Sports

Historic photos show Maine’s century-long love affair with high school basketball

By Troy R. Bennett, Bangor Daily News Staff

Six boys stand on a snow-dotted waterfront, wearing what appears to be football attire. One of them holds a basketball. Another’s stockings are held up with garters.

None are smiling.

At the far left, a bespectacled coach strikes a confident pose, hands in his coat pockets, wearing a necktie, starched collar and black bowler hat.

The 115-year-old image, recorded on a glass plate negative, shows the 1908 Warren High School basketball team. It’s the oldest basketball related image in the Penobscot Marine Museum’s massive collection of historic Maine photographs. It proves Maine’s love affair with wintertime high school hoops is nothing new, it goes back more than a century.

Many of the basketball photos in the museum’s archive predate the state tournament.

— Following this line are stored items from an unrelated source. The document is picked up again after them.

//! # busline
//!
//! `busline` is message-bus middleware built with Rust. Applications send
//! messages point-to-point or publish them to topics; the bus stores them
//! durably, delivers them over HTTP to remote instances with bounded retry,
//! and keeps this instance subscribed to the topics of remote publishers.
//!
//! ## Core Modules
//!
//! The library is structured into several modules, each with a distinct responsibility:
//!
//! - `message`: The immutable message envelope, its headers and the sender principal.
//! - `persistence`: Durable storage of queued messages (sled and in-memory).
//! - `queue`: Named queues that turn the stored backlog into concurrent, retried deliveries.
//! - `journal`: Append-only record of sent, received and published messages.
//! - `diagnostics`: Named events emitted by every component.
//! - `transport`: HTTP delivery, topic fan-out and subscription requests.
//! - `subscription`: Subscriber tracking and long-running subscription leases.
//! - `handler`: Dispatch of received messages to application handlers.
//! - `bus`: Wires everything into a running bus instance.
//! - `config`: Handles loading and managing configuration.
//! - `utils`: Contains shared utilities, such as error handling and logging.

pub mod bus;
pub mod config;
pub mod diagnostics;
pub mod handler;
pub mod journal;
pub mod message;
pub mod persistence;
pub mod queue;
pub mod subscription;
pub mod transport;
pub mod utils;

Photo courtesy of the Penobscot Marine Museum
OLD SCHOOL — Greenville and Guilford basketball teams duke it out on the hardwood in a January 22, 1966 photo by Everett L. “Red” Boutilier, taken at the Moosehead Lake Carnival in Greenville.

South Portland beat Bangor by a score of 24-21 in Maine’s first boys basketball championship game in 1922. Bangor redeemed itself a year later, beating Portland in a best-of-three game series, 2-1. 

One photo in the museum’s collection comes from the Machias Historical Society. It shows the town’s boys high school team posing for a formal portrait with their trophies and a banner proclaiming them the 1931 champions of Washington County.

A 1940s-era boys basketball photo shows a Waterville High School team draped artfully across two ladders, the backboard and one player even sits on the hoop.

Another picture, taken by prolific Maine photographer Everett L. “Red” Boutilier, records the action in a game between Greenville and Guilford’s respective high schools in 1966. 

Girls didn’t get to play in statewide championship games until 1975.

That year, Gardiner High School took the Class A crown, besting Morse High School by a score of 70-62. Also that year, Lake Region High School beat Van Buren High School for the Class B title, Hall-Dale High School overtook Katahdin High School in Class C and East Grand High School beat Richmond High School for Class D bragging rights.

But Maine girls were definitely playing basketball long before the state let them in on tournament action.

A museum photo shows the 1924-25 Machias High School girls basketball team posing with their coach for a formal portrait. The team wears canvas shoes and baggy, pantaloon-based uniforms.

A photo taken 40 years later for the Vinalhaven High School yearbook shows the girls team in tall socks, low sneakers and shiny, satin uniforms. 
The entire online photo collection at the Marine Museum can be searched by keyword, location — or even sport.